Science and technology in Kyrgyzstan examines government efforts to develop a national innovation system and the impact of these policies.

Socio-economic context 

Most of the Central Asian economies have emerged relatively unscathed from the global financial crisis of 2008–2009. Kyrgyzstan's performance has been more erratic, but this trend was visible well before 2008. The Kyrgyz economy was shaken by a series of shocks between 2010 and 2012. In April 2010, President Kurmanbek Bakiyev was deposed by a popular uprising, with former minister of foreign affairs Roza Otunbayeva assuring the interim presidency until the election of Almazbek Atambayev in November 2011. Food prices rose two years in a row and, in 2012, production at the major Kumtor gold mine fell by 60% after the site was perturbed by geological movements. According to the World Bank, 33.7% of the population was living in absolute poverty in 2010 and 36.8% a year later.

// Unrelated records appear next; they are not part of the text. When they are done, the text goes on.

//! The ordered-fallback document text extractor.

use std::fmt;
use std::sync::Arc;

use crate::backend::TextRecognizer;
use crate::strategy::{ExtractionStrategy, PageText, StrategyKind};
use crate::{Document, ExtractError};

/// Name used for the image-recognition capability in diagnostics.
pub const IMAGE_OCR: &str = "image-ocr";

/// Shown when nothing was filtered out at startup but every strategy still
/// came up empty.
pub const DEFAULT_REMEDIATION: &str = "the PDF may be scanned, encrypted or damaged; configure an OCR engine \
     (install tesseract, or set GEMINI_API_KEY / MISTRAL_API_KEY) and enable the `mupdf` feature";

/// A capability that was probed at startup and found missing.
#[derive(Debug, Clone, PartialEq, Eq)]
pub struct Unavailable {
    /// Strategy id (`native-ocr`, ...) or [`IMAGE_OCR`].
    pub name: String,
    pub reason: String,
    /// What the operator can do to make it available.
    pub remediation: String,
}

impl Unavailable {
    pub fn strategy(kind: StrategyKind, reason: impl Into<String>, remediation: impl Into<String>) -> Self {
        Self {
            name: kind.id().to_string(),
            reason: reason.into(),
            remediation: remediation.into(),
        }
    }

    pub fn recognizer(reason: impl Into<String>, remediation: impl Into<String>) -> Self {
        Self {
            name: IMAGE_OCR.to_string(),
            reason: reason.into(),
            remediation: remediation.into(),
        }
    }
}

impl fmt::Display for Unavailable {
    fn fmt(&self, f: &mut fmt::Formatter<'_>) -> fmt::Result {
        write!(f, "{}: {} ({})", self.name, self.reason, self.remediation)
    }
}

/// How a single strategy attempt ended.
#[derive(Debug, Clone, PartialEq, Eq)]
pub enum Outcome {
    /// Returned pages, but every page was blank.
    Empty,
    /// Raised an error.
    Failed(String),
}

#[derive(Debug, Clone, PartialEq, Eq)]
pub struct Attempt {
    pub kind: StrategyKind,
    pub outcome: Outcome,
}

impl fmt::Display for Attempt {
    fn fmt(&self, f: &mut fmt::Formatter<'_>) -> fmt::Result {
        match &self.outcome {
            Outcome::Empty => write!(f, "{} (no text)", self.kind),
            Outcome::Failed(msg) => write!(f, "{} (failed: {})", self.kind, msg),
        }
    }
}

/// Everything known about a failed PDF extraction.
#[derive(Debug, Clone, Default, PartialEq, Eq)]
pub struct FailureReport {
    pub attempts: Vec<Attempt>,
    pub unavailable: Vec<Unavailable>,
}

impl FailureReport {
    /// Remediation steps, never empty.
    pub fn remediation(&self) -> Vec<String> {
        let steps: Vec<String> = self
            .unavailable
            .iter()
            .filter(|u| u.name != IMAGE_OCR)
            .map(|u| format!("{}: {}", u.name, u.remediation))
            .collect();
        if steps.is_empty() {
            vec![DEFAULT_REMEDIATION.to_string()]
        } else {
            steps
        }
    }
}

impl fmt::Display for FailureReport {
    fn fmt(&self, f: &mut fmt::Formatter<'_>) -> fmt::Result {
        write!(f, "Unable to extract text from PDF.")?;
        if self.attempts.is_empty() {
            write!(f, " No extraction strategy is available.")?;
        } else {
            let tried: Vec<String> = self.attempts.iter().map(|a| a.to_string()).collect();
            write!(f, " Tried: {}.", tried.join(", "))?;
        }
        write!(f, " To enable more strategies:")?;
        for (i, step) in self.remediation().iter().enumerate() {
            write!(f, "\n{}. {}", i + 1, step)?;
        }
        Ok(())
    }
}

/// Format pages as `--- Page <n> ---` sections and trim the result.
pub fn format_pages(pages: &[PageText]) -> String {
    let mut out = String::new();
    for page in pages {
        out.push_str(&format!("\n--- Page {} ---\n{}", page.number, page.text));
    }
    out.trim().to_string()
}

/// Run `strategies` in order against a PDF and return the first usable result.
///
/// A strategy error or an all-blank result is recorded and the next strategy
/// is tried. `unavailable` only feeds the failure report.
pub fn extract_pdf(
    pdf: &[u8],
    strategies: &[Arc<dyn ExtractionStrategy>],
    unavailable: &[Unavailable],
) -> Result<String, ExtractError> {
    let mut attempts = Vec::with_capacity(strategies.len());

    for strategy in strategies {
        let kind = strategy.kind();
        tracing::debug!(strategy = %kind, "trying strategy");

        match strategy.extract(pdf) {
            Ok(pages) if pages.iter().any(|p| !p.is_blank()) => {
                tracing::info!(strategy = %kind, pages = pages.len(), "strategy succeeded");
                return Ok(format_pages(&pages));
            }
            Ok(pages) => {
                tracing::warn!(strategy = %kind, pages = pages.len(), "strategy produced no text");
                attempts.push(Attempt {
                    kind,
                    outcome: Outcome::Empty,
                });
            }
            Err(err) => {
                tracing::warn!(strategy = %kind, error = %err, "strategy failed");
                attempts.push(Attempt {
                    kind,
                    outcome: Outcome::Failed(err.to_string()),
                });
            }
        }
    }

    Err(ExtractError::ExtractionFailed(FailureReport {
        attempts,
        unavailable: unavailable.to_vec(),
    }))
}

/// `extract(document, strategies) -> text`.
///
/// Images go to `recognizer` and any recognition error is returned as is.
/// PDFs go through the fallback chain.
pub fn extract(
    document: &Document,
    recognizer: Option<&dyn TextRecognizer>,
    strategies: &[Arc<dyn ExtractionStrategy>],
) -> Result<String, ExtractError> {
    Extractor::run(document, recognizer, strategies, &[])
}

/// An immutable extraction plan: the image recognizer plus the ordered list
/// of available PDF strategies, built once at startup.
#[derive(Default)]
pub struct Extractor {
    recognizer: Option<Arc<dyn TextRecognizer>>,
    strategies: Vec<Arc<dyn ExtractionStrategy>>,
    unavailable: Vec<Unavailable>,
}

impl fmt::Debug for Extractor {
    fn fmt(&self, f: &mut fmt::Formatter<'_>) -> fmt::Result {
        f.debug_struct("Extractor")
            .field("recognizer", &self.recognizer.as_ref().map(|r| r.name()))
            .field("strategies", &self.strategy_kinds())
            .field("unavailable", &self.unavailable)
            .finish()
    }
}

impl Extractor {
    pub fn builder() -> ExtractorBuilder {
        ExtractorBuilder::default()
    }

    pub fn strategy_kinds(&self) -> Vec<StrategyKind> {
        self.strategies.iter().map(|s| s.kind()).collect()
    }

    pub fn unavailable(&self) -> &[Unavailable] {
        &self.unavailable
    }

    pub fn recognizer_name(&self) -> Option<&'static str> {
        self.recognizer.as_ref().map(|r| r.name())
    }

    pub fn extract(&self, document: &Document) -> Result<String, ExtractError> {
        Self::run(
            document,
            self.recognizer.as_deref(),
            &self.strategies,
            &self.unavailable,
        )
    }

    fn run(
        document: &Document,
        recognizer: Option<&dyn TextRecognizer>,
        strategies: &[Arc<dyn ExtractionStrategy>],
        unavailable: &[Unavailable],
    ) -> Result<String, ExtractError> {
        tracing::debug!(file = %document.filename, kind = %document.kind, bytes = document.data.len(), "extracting");
        match document.as_image() {
            None => extract_pdf(&document.data, strategies, unavailable),
            Some(image) => {
                let Some(recognizer) = recognizer else {
                    let missing = unavailable
                        .iter()
                        .find(|u| u.name == IMAGE_OCR)
                        .cloned()
                        .unwrap_or_else(|| {
                            Unavailable::recognizer("no OCR engine configured", DEFAULT_REMEDIATION)
                        });
                    return Err(ExtractError::StrategyUnavailable(missing));
                };
                let text = recognizer
                    .recognize_text(&image)
                    .map_err(ExtractError::Recognition)?;
                Ok(text.trim().to_string())
            }
        }
    }
}

/// Builder for [`Extractor`]. Strategies run in the order they are added.
#[derive(Default)]
pub struct ExtractorBuilder {
    inner: Extractor,
}

impl ExtractorBuilder {
    pub fn recognizer(mut self, recognizer: Arc<dyn TextRecognizer>) -> Self {
        self.inner.recognizer = Some(recognizer);
        self
    }

    pub fn strategy(mut self, strategy: Arc<dyn ExtractionStrategy>) -> Self {
        self.inner.strategies.push(strategy);
        self
    }

    pub fn unavailable(mut self, missing: Unavailable) -> Self {
        self.inner.unavailable.push(missing);
        self
    }

    pub fn build(self) -> Extractor {
        self.inner
    }
}

#[cfg(test)]
mod tests {
    use super::*;
    use crate::mock::{MockRecognizer, MockStrategy};

    fn pdf() -> Document {
        Document::from_upload("doc.pdf", b"%PDF-1.4".to_vec()).unwrap()
    }

    fn png() -> Document {
        Document::from_upload("scan.png", vec![0x89, b'P', b'N', b'G']).unwrap()
    }

    #[test]
    fn image_text_is_trimmed() {
        let extractor = Extractor::builder()
            .recognizer(Arc::new(MockRecognizer::text("\n  hello world \n")))
            .build();
        assert_eq!(extractor.extract(&png()).unwrap(), "hello world");
    }

    #[test]
    fn image_recognition_error_is_fatal() {
        let strategy = Arc::new(MockStrategy::pages(StrategyKind::TextLayer, &["unused"]));
        let extractor = Extractor::builder()
            .recognizer(Arc::new(MockRecognizer::failing("engine crashed")))
            .strategy(strategy.clone())
            .build();
        let err = extractor.extract(&png()).unwrap_err();
        assert!(matches!(err, ExtractError::Recognition(_)));
        assert_eq!(strategy.call_count(), 0);
    }

    #[test]
    fn image_without_recognizer_is_unavailable() {
        let extractor = Extractor::builder()
            .unavailable(Unavailable::recognizer("tesseract missing", "install tesseract"))
            .build();
        match extractor.extract(&png()).unwrap_err() {
            ExtractError::StrategyUnavailable(u) => {
                assert_eq!(u.name, IMAGE_OCR);
                assert_eq!(u.remediation, "install tesseract");
            }
            other => panic!("unexpected error: {other:?}"),
        }
    }

    #[test]
    fn first_successful_strategy_wins() {
        let a = Arc::new(MockStrategy::pages(StrategyKind::NativeOcr, &["alpha"]));
        let b = Arc::new(MockStrategy::pages(StrategyKind::TextLayer, &["beta"]));
        let extractor = Extractor::builder().strategy(a.clone()).strategy(b.clone()).build();

        assert_eq!(extractor.extract(&pdf()).unwrap(), "--- Page 1 ---\nalpha");
        assert_eq!(a.call_count(), 1);
        assert_eq!(b.call_count(), 0);
    }

    #[test]
    fn blank_output_falls_through() {
        let a = Arc::new(MockStrategy::pages(StrategyKind::TextLayer, &["  ", "\n"]));
        let b = Arc::new(MockStrategy::pages(StrategyKind::RasterOcr, &["ocr text"]));
        let extractor = Extractor::builder().strategy(a.clone()).strategy(b.clone()).build();

        assert_eq!(extractor.extract(&pdf()).unwrap(), "--- Page 1 ---\nocr text");
        assert_eq!(a.call_count(), 1);
        assert_eq!(b.call_count(), 1);
    }

    #[test]
    fn failure_report_lists_attempts_and_remediation() {
        let extractor = Extractor::builder()
            .strategy(Arc::new(MockStrategy::failing(StrategyKind::NativeOcr, "boom")))
            .strategy(Arc::new(MockStrategy::pages(StrategyKind::TextLayer, &[""])))
            .unavailable(Unavailable::strategy(
                StrategyKind::RasterOcr,
                "pdftoppm not found",
                "install poppler-utils",
            ))
            .build();

        let err = extractor.extract(&pdf()).unwrap_err();
        let ExtractError::ExtractionFailed(report) = &err else {
            panic!("unexpected error: {err:?}");
        };
        assert_eq!(report.attempts.len(), 2);
        assert_eq!(report.attempts[0].outcome, Outcome::Failed("failed to extract text: boom".into()));
        assert_eq!(report.attempts[1].outcome, Outcome::Empty);

        let msg = err.to_string();
        assert!(msg.contains("native-ocr (failed"));
        assert!(msg.contains("text-layer (no text)"));
        assert!(msg.contains("raster-ocr: install poppler-utils"));
    }

    #[test]
    fn empty_plan_still_names_a_remediation() {
        let err = Extractor::default().extract(&pdf()).unwrap_err();
        let msg = err.to_string();
        assert!(msg.contains("No extraction strategy is available"));
        assert!(msg.contains(DEFAULT_REMEDIATION));
    }

    #[test]
    fn pages_are_labeled_in_order() {
        let pages = vec![
            PageText::new(1, "one"),
            PageText::new(2, "two"),
            PageText::new(3, "three"),
        ];
        assert_eq!(
            format_pages(&pages),
            "--- Page 1 ---\none\n--- Page 2 ---\ntwo\n--- Page 3 ---\nthree"
        );
    }

    #[test]
    fn free_function_matches_extractor() {
        let strategies: Vec<Arc<dyn ExtractionStrategy>> =
            vec![Arc::new(MockStrategy::pages(StrategyKind::TextLayer, &["x"]))];
        assert_eq!(extract(&pdf(), None, &strategies).unwrap(), "--- Page 1 ---\nx");
    }
}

In 2012, Kyrgyzstan's external debt (89%) was higher than that of its neighbors, after dropping to 71% in 2009. Turkmenistan had reduced its external debt to just 1.6% of GDP (down from 35% in 2002) and Uzbekistan's external debt was just 18.5% of GDP. Kazakhstan's external debt remained relatively stable at 66%, whereas Tajikistan's external debt had climbed to 51% (from 36% in 2008).

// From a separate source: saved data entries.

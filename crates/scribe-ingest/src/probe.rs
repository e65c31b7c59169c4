//! Runtime capability detection.
//!
//! Compiled-in backends are selected by cargo features; external tools and
//! hosted services are checked once here. Nothing downstream needs to know
//! which optional pieces exist.

use std::sync::Arc;

use scribe_core::{
    BackendError, Config, EmbeddedTextReader, ExtractionStrategy, OcrEngine, PageRasterizer,
    TextRecognizer,
};
use scribe_ocr::{PopplerRasterizer, TesseractRecognizer};

/// Why a capability is absent and how to get it.
#[derive(Debug, Clone, PartialEq, Eq)]
pub struct Missing {
    pub reason: String,
    pub remediation: String,
}

impl Missing {
    pub fn new(reason: impl Into<String>, remediation: impl Into<String>) -> Self {
        Self {
            reason: reason.into(),
            remediation: remediation.into(),
        }
    }
}

/// A PDF library able to both read text and render pages.
#[derive(Clone)]
pub struct Renderer {
    pub reader: Arc<dyn EmbeddedTextReader>,
    pub rasterizer: Arc<dyn PageRasterizer>,
}

/// Everything the environment offers, before ordering into a plan.
#[derive(Clone)]
pub struct Capabilities {
    pub recognizer: Result<Arc<dyn TextRecognizer>, Missing>,
    pub renderer: Result<Renderer, Missing>,
    pub text_reader: Result<Arc<dyn EmbeddedTextReader>, Missing>,
    pub rasterizer: Result<Arc<dyn PageRasterizer>, Missing>,
    pub hosted: Result<Arc<dyn ExtractionStrategy>, Missing>,
}

const TESSERACT_HINT: &str = "install tesseract (e.g. `apt install tesseract-ocr` or `brew install tesseract`), \
     or set SCRIBE_OCR_ENGINE to gemini/mistral with an API key";
const POPPLER_HINT: &str = "install poppler (e.g. `apt install poppler-utils`), which provides pdftoppm and pdfinfo";
#[cfg(not(feature = "mupdf"))]
const MUPDF_HINT: &str = "rebuild with the `mupdf` feature (cargo build --features mupdf)";
#[cfg(not(feature = "lopdf"))]
const TEXT_READER_HINT: &str = "rebuild with the `mupdf` or `lopdf` feature";
#[cfg(not(feature = "hosted"))]
const HOSTED_HINT: &str = "rebuild with the `hosted` feature";
#[cfg(feature = "hosted")]
const MISTRAL_KEY_HINT: &str = "set MISTRAL_API_KEY (or api_keys.mistral_key in .scribe.toml)";
#[cfg(feature = "hosted")]
const GEMINI_KEY_HINT: &str = "set GEMINI_API_KEY (or api_keys.gemini_key in .scribe.toml)";

fn tool_missing(err: BackendError, hint: &str) -> Missing {
    Missing::new(err.to_string(), hint)
}

/// Probe the environment described by `config`.
pub fn probe(config: &Config) -> Capabilities {
    let renderer = probe_renderer();
    let text_reader = probe_text_reader(&renderer);

    let poppler = PopplerRasterizer::new(&config.pdftoppm_cmd, &config.pdfinfo_cmd);
    let rasterizer = match poppler.probe() {
        Ok(version) => {
            tracing::debug!(version = %version.0, "poppler available");
            Ok(Arc::new(poppler) as Arc<dyn PageRasterizer>)
        }
        Err(err) => match &renderer {
            // Fall back to MuPDF rendering when poppler is absent.
            Ok(r) => {
                tracing::debug!(error = %err, "poppler unavailable, rasterizing with mupdf");
                Ok(r.rasterizer.clone())
            }
            Err(_) => Err(tool_missing(err, POPPLER_HINT)),
        },
    };

    Capabilities {
        recognizer: probe_recognizer(config),
        renderer,
        text_reader,
        rasterizer,
        hosted: probe_hosted(config),
    }
}

fn probe_recognizer(config: &Config) -> Result<Arc<dyn TextRecognizer>, Missing> {
    match config.ocr_engine {
        OcrEngine::Tesseract => {
            let engine = TesseractRecognizer::new(&config.tesseract_cmd, &config.ocr_language);
            match engine.probe() {
                Ok(version) => {
                    tracing::debug!(version = %version.0, "tesseract available");
                    Ok(Arc::new(engine))
                }
                Err(err) => Err(tool_missing(err, TESSERACT_HINT)),
            }
        }
        OcrEngine::Gemini => gemini(config),
        OcrEngine::Mistral => mistral(config).map(|m| m as Arc<dyn TextRecognizer>),
    }
}

#[cfg(feature = "mupdf")]
fn probe_renderer() -> Result<Renderer, Missing> {
    let backend = Arc::new(scribe_pdf_mupdf::MupdfBackend::new());
    Ok(Renderer {
        reader: backend.clone(),
        rasterizer: backend,
    })
}

#[cfg(not(feature = "mupdf"))]
fn probe_renderer() -> Result<Renderer, Missing> {
    Err(Missing::new("MuPDF support not compiled in", MUPDF_HINT))
}

fn probe_text_reader(renderer: &Result<Renderer, Missing>) -> Result<Arc<dyn EmbeddedTextReader>, Missing> {
    if let Ok(r) = renderer {
        return Ok(r.reader.clone());
    }
    lopdf_reader()
}

#[cfg(feature = "lopdf")]
fn lopdf_reader() -> Result<Arc<dyn EmbeddedTextReader>, Missing> {
    Ok(Arc::new(scribe_pdf_lopdf::LopdfBackend::new()))
}

#[cfg(not(feature = "lopdf"))]
fn lopdf_reader() -> Result<Arc<dyn EmbeddedTextReader>, Missing> {
    Err(Missing::new("no PDF text reader compiled in", TEXT_READER_HINT))
}

fn probe_hosted(config: &Config) -> Result<Arc<dyn ExtractionStrategy>, Missing> {
    mistral(config).map(|m| m as Arc<dyn ExtractionStrategy>)
}

#[cfg(feature = "hosted")]
fn gemini(config: &Config) -> Result<Arc<dyn TextRecognizer>, Missing> {
    let key = config
        .gemini_key
        .as_deref()
        .ok_or_else(|| Missing::new("no Gemini API key configured", GEMINI_KEY_HINT))?;
    let mut engine =
        scribe_vision::GeminiRecognizer::new(key, &config.gemini_model, config.hosted_timeout_secs)
            .map_err(|e| Missing::new(e.to_string(), GEMINI_KEY_HINT))?;
    if let Some(url) = &config.gemini_base_url {
        engine = engine.with_base_url(url);
    }
    Ok(Arc::new(engine))
}

#[cfg(feature = "hosted")]
fn mistral(config: &Config) -> Result<Arc<scribe_vision::MistralOcr>, Missing> {
    let key = config
        .mistral_key
        .as_deref()
        .ok_or_else(|| Missing::new("no Mistral API key configured", MISTRAL_KEY_HINT))?;
    let mut ocr =
        scribe_vision::MistralOcr::new(key, &config.mistral_model, config.hosted_timeout_secs)
            .map_err(|e| Missing::new(e.to_string(), MISTRAL_KEY_HINT))?;
    if let Some(url) = &config.mistral_base_url {
        ocr = ocr.with_base_url(url);
    }
    Ok(Arc::new(ocr))
}

#[cfg(not(feature = "hosted"))]
fn gemini(_config: &Config) -> Result<Arc<dyn TextRecognizer>, Missing> {
    Err(Missing::new("hosted engines not compiled in", HOSTED_HINT))
}

#[cfg(not(feature = "hosted"))]
fn mistral(_config: &Config) -> Result<Arc<NoHosted>, Missing> {
    Err(Missing::new("hosted engines not compiled in", HOSTED_HINT))
}

/// Stand-in type so the signatures line up when `hosted` is off; never
/// constructed.
#[cfg(not(feature = "hosted"))]
struct NoHosted;

#[cfg(not(feature = "hosted"))]
impl TextRecognizer for NoHosted {
    fn name(&self) -> &'static str {
        "none"
    }
    fn recognize_text(&self, _image: &scribe_core::ImageData) -> Result<String, BackendError> {
        Err(BackendError::NotInstalled("hosted engines".into()))
    }
}

#[cfg(not(feature = "hosted"))]
impl ExtractionStrategy for NoHosted {
    fn kind(&self) -> scribe_core::StrategyKind {
        scribe_core::StrategyKind::HostedOcr
    }
    fn extract(&self, _pdf: &[u8]) -> Result<Vec<scribe_core::PageText>, BackendError> {
        Err(BackendError::NotInstalled("hosted engines".into()))
    }
}

#[cfg(test)]
mod tests {
    use super::*;

    fn offline_config() -> Config {
        Config {
            tesseract_cmd: "scribe-missing-tesseract".into(),
            pdftoppm_cmd: "scribe-missing-pdftoppm".into(),
            pdfinfo_cmd: "scribe-missing-pdfinfo".into(),
            ..Config::default()
        }
    }

    #[test]
    fn missing_tesseract_is_reported_with_hint() {
        let caps = probe(&offline_config());
        let Err(missing) = caps.recognizer else {
            panic!("recognizer should be missing");
        };
        assert!(missing.reason.contains("scribe-missing-tesseract"));
        assert!(missing.remediation.contains("install tesseract"));
    }

    #[test]
    fn hosted_requires_mistral_key() {
        let caps = probe(&offline_config());
        assert!(caps.hosted.is_err());
    }

    #[test]
    fn gemini_engine_requires_key() {
        let config = Config {
            ocr_engine: OcrEngine::Gemini,
            ..offline_config()
        };
        let caps = probe(&config);
        assert!(caps.recognizer.is_err());
    }

    #[cfg(feature = "hosted")]
    #[test]
    fn mistral_uses_configured_base_url() {
        let config = Config {
            mistral_key: Some("m-key".into()),
            mistral_base_url: Some("http://localhost:8080/v1/".into()),
            ..offline_config()
        };
        let ocr = mistral(&config).unwrap();
        let debug = format!("{ocr:?}");
        assert!(debug.contains("http://localhost:8080/v1\""), "got: {debug}");
        assert!(!debug.contains("m-key"));
        assert!(probe(&config).hosted.is_ok());
    }

    #[cfg(feature = "mupdf")]
    #[test]
    fn mupdf_rasterizes_when_poppler_missing() {
        let caps = probe(&offline_config());
        assert!(caps.renderer.is_ok());
        assert_eq!(caps.rasterizer.unwrap().name(), "mupdf");
        assert_eq!(caps.text_reader.unwrap().name(), "mupdf");
    }

    #[cfg(not(feature = "mupdf"))]
    #[test]
    fn without_mupdf_poppler_is_required() {
        let caps = probe(&offline_config());
        assert!(caps.renderer.is_err());
        let Err(missing) = caps.rasterizer else {
            panic!("rasterizer should be missing");
        };
        assert!(missing.remediation.contains("poppler"));
    }
}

Although both exports and imports have grown impressively over the past decade, the five Central Asian republics remain vulnerable to economic shocks, owing to their reliance on exports of raw materials, a restricted circle of trading partners and a negligible manufacturing capacity. Kyrgyzstan has the added disadvantage of being considered resource-poor, although it does have gold reserves and ample water. Most of its electricity is generated by hydropower.

Like the other four Central Asian republics, Kyrgyzstan is implementing structural reforms to improve competitiveness, as it gradually moves from a state-controlled economy to a market economy. In particular, the government has  been striving to modernize the industrial sector and foster the development of service industries to reduce the share of agriculture in GDP. Between 2005 and 2013, the share of agriculture in the Kyrgyz economy dropped from 6.8% to 4.9% of GDP  and the services sector expanded from 53.1% to 58.2% of GDP but the share of industry receded from 40.1% to 37.8% of GDP.

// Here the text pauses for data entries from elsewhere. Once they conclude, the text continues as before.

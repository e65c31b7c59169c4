use axum::extract::State;
use axum::response::Html;
use std::sync::Arc;

use crate::state::AppState;
use crate::template;

pub async fn index(State(state): State<Arc<AppState>>) -> Html<String> {
    template::render_index(state.max_upload_mb())
}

Kyrgyzstan has the second-lowest GDP per capita in Central Asia after Tajikistan. GDP per capita rose from $2,449 to $3,213 (in purchasing power parity dollars) between 2009 and 2013. This compares with $23,214 in Kazakhstan, the Central Asian republic with the highest GDP per capita. Kyrgyzstan ranked 125th in the Human Development Index in 2013. The same year, the Earth Institute made an effort to measure the extent of happiness in 156 countries. Kazakhs (57th), Turkmens (59th) and Uzbeks (60th) were found to be happier than the Kyrgyz (89th) and, above all, the Tajiks (125th).

Internet access varies widely from one country to another. In 2013, just one in four (23%) Kyrgyz had access to internet, compared to 54% of the population in Kazakhstan and 38% in Uzbekistan, the most populated Central Asian republic.  This compares with 16% in Tajikistan and 10% in Turkmenistan.

By 2017, Kyrgyzstan hopes to figure in the Top 30 of the World Bank's Doing Business ranking and no lower than 40th in the global ranking for economic freedom or 60th for global enabling trade. By combining a systematic fight against corruption with legal regulation of the informal economy, Kyrgyzstan hopes to figure among the Top 50 least corrupt countries in Transparency International's Corruption Perceptions Index by 2017.

Higher education 
Kyrgyzstan spends more on education than most of its neighbors : 5.53% of GDP in 2014, according to the UNESCO Institute for Statistics. This is close to the level in 2008 (5.91% of GDP) but lower than the peak in government education spending of 7.40% of GDP in 2012. Higher education spending has declined in recent years from 0.97% of GDP in 2008 and 0.89% of GDP in 2012 to just 0.26% of GDP in 2014.

According to the government's Review of the Cost-Effectiveness of the Education System of Kyrgyzstan, there were 52 institutions offering higher education in 2011. Many universities are more interested in chasing revenue than providing quality education; they multiply the so-called ‘contract’ student groups who are admitted not on merit but rather for their ability to afford tuition fees, thereby saturating the labor market with skills it does not want. The professionalism of faculty is also low. In 2011, six out of ten faculty held only a bachelor's degree, 15% a master's, 20% a Candidate of Science degree, 1% a PhD and 5% a Doctor of Science (the highest degree level).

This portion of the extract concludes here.